Le cheminement européen de la Bosnie-Herzégovine est de loin le plus complexe à décrire et le plus emblématique de tous les faux-semblants entretenus de part et d’autre. Le Conseil européen a bien ouvert les négociations d’accession en mars 2024, bien que le pays n’ait pas encore mis en œuvre les recommandations de la Commission européenne qui lui avaient été faites en octobre 2022, ni du reste les 14 priorités clefs de la même Commission européenne endossées par le Conseil en 2019 et réitérées par le Conseil européen en juin 2022. Par conséquent, le cadre des négociations n’a pas encore été adopté même si un clair message politique de soutien est envoyé par les 27. En effet, suite à la décision politique d’ouvrir les négociations avec l’Ukraine et la Moldavie en décembre 2023, la volonté est de ne pas décourager le pays, scindé en deux entités centrifuges ! L’accord constitutif de Dayton (1995) se révèle désormais inadapté à la situation, en particulier face aux provocations séparatistes du Président de la République serbe de Bosnie, Milorad Dodik. Le Conseil européen insiste pour que des réformes constitutionnelles et institutionnelles plus inclusives des trois principales communautés soient entreprises et que les deux entités s’accordent sur le respect de l’intégrité du territoire, sur l’égalité entre tous les citoyens, du respect des droits de l’Homme et de celui des minorités, de l’État de droit, etc… La perspective européenne du pays n’est pas claire, même si les présences internationale (avec le Haut représentant) et européenne (EUFOR Althea) demeurent d’utiles stabilisateurs. Mais pour combien de temps ?

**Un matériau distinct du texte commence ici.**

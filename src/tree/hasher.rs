//! Content hashing using BLAKE3
//!
//! A digest is a function of the bytes alone: path, mtime and permissions never
//! contribute. Files are streamed through a fixed-size buffer, so memory use does
//! not grow with file size.

use crate::types::Hash;
use blake3::Hasher;
use std::fs::File;
use std::io::{self, Read};
use std::path::Path;

/// Default read buffer for streaming file content.
pub const DEFAULT_BUFFER_SIZE: usize = 64 * 1024;

/// BLAKE3 digest of zero-length input.
pub const EMPTY_DIGEST_HEX: &str =
    "af1349b9f5f9a1a6a0404dea36dcc9499bcb25c9adc112b7cc9a93cae41f3262";

/// Result of hashing one file.
#[derive(Debug, Clone, Copy, PartialEq, Eq)]
pub struct FileDigest {
    pub size: u64,
    pub hash: Hash,
}

/// Compute content hash for in-memory bytes
pub fn compute_content_hash(content: &[u8]) -> Hash {
    let mut hasher = Hasher::new();
    hasher.update(content);
    *hasher.finalize().as_bytes()
}

/// Stream a reader into a digest using a buffer of `buffer_size` bytes.
///
/// Returns the number of bytes consumed alongside the digest.
pub fn hash_reader<R: Read>(mut reader: R, buffer_size: usize) -> io::Result<FileDigest> {
    let mut hasher = Hasher::new();
    let mut buf = vec![0u8; buffer_size.max(1)];
    let mut size = 0u64;
    loop {
        let n = match reader.read(&mut buf) {
            Ok(0) => break,
            Ok(n) => n,
            Err(e) if e.kind() == io::ErrorKind::Interrupted => continue,
            Err(e) => return Err(e),
        };
        hasher.update(&buf[..n]);
        size += n as u64;
    }
    Ok(FileDigest {
        size,
        hash: *hasher.finalize().as_bytes(),
    })
}

/// Hash a file on disk.
///
/// Fails with `InvalidInput` when the path is not a regular file.
pub fn hash_file(path: &Path, buffer_size: usize) -> io::Result<FileDigest> {
    let file = File::open(path)?;
    if !file.metadata()?.is_file() {
        return Err(io::Error::new(
            io::ErrorKind::InvalidInput,
            format!("{} is not a regular file", path.display()),
        ));
    }
    hash_reader(file, buffer_size)
}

La situation du Kosovo est tout aussi frustrante, puisque cinq Etats membres de l’Union européenne (Chypre, Espagne, Grèce, Roumanie et Slovaquie) continuent de ne pas reconnaître son existence et bien peu semble entrepris pour les faire évoluer dans un avenir proche. La Commission européenne reste par ailleurs étonnamment discrète sur ce point. Le Kosovo a cependant introduit sa demande d’adhésion à l’Union en décembre 2022. Une fois que la décision sera avalisée par le Conseil européen, la Commission procédera à une évaluation de la situation et transmettra son avis aux Etats membres qui devront décider. En attendant, la libéralisation du régime des visas pour le Kosovo est entrée en vigueur en janvier 2024, satisfaisant ainsi une demande d’une douzaine d’années et qui permet aux Kosovars de se déplacer dans l’espace Schengen pour de courts séjours sans avoir besoin de visa. L’actuel Premier ministre Albin Kurti a entrepris de nombreuses réformes dans le domaine de la justice, de la lutte contre la corruption, du respect des droits de l’homme et pour améliorer l’environnement économique. En revanche, les relations avec la Serbie demeurent tendues dans le nord du pays, parsemées d’excès de fièvres parfois violents. Face à la volonté des autorités kosovares de renforcer tous les éléments de souveraineté traditionnels sur leur territoire, certains membres de la minorité serbe contestent une telle évolution, en coordination plus ou moins systématique avec le gouvernement de Belgrade. Les élections parlementaires qui doivent se tenir en février 2025 seront indéniablement un test de maturité démocratique pour le Kosovo, dont l’orientation stratégique euro-atlantique n’est plus à démontrer. De fait, ici aussi, la présence de la KFOR (sous l’égide de l’OTAN) et de l’EULEX (European Union Rule of Law Mission) demeurent plus que jamais indispensables tant que la normalisation des relations avec la Serbie ne sera pas effective.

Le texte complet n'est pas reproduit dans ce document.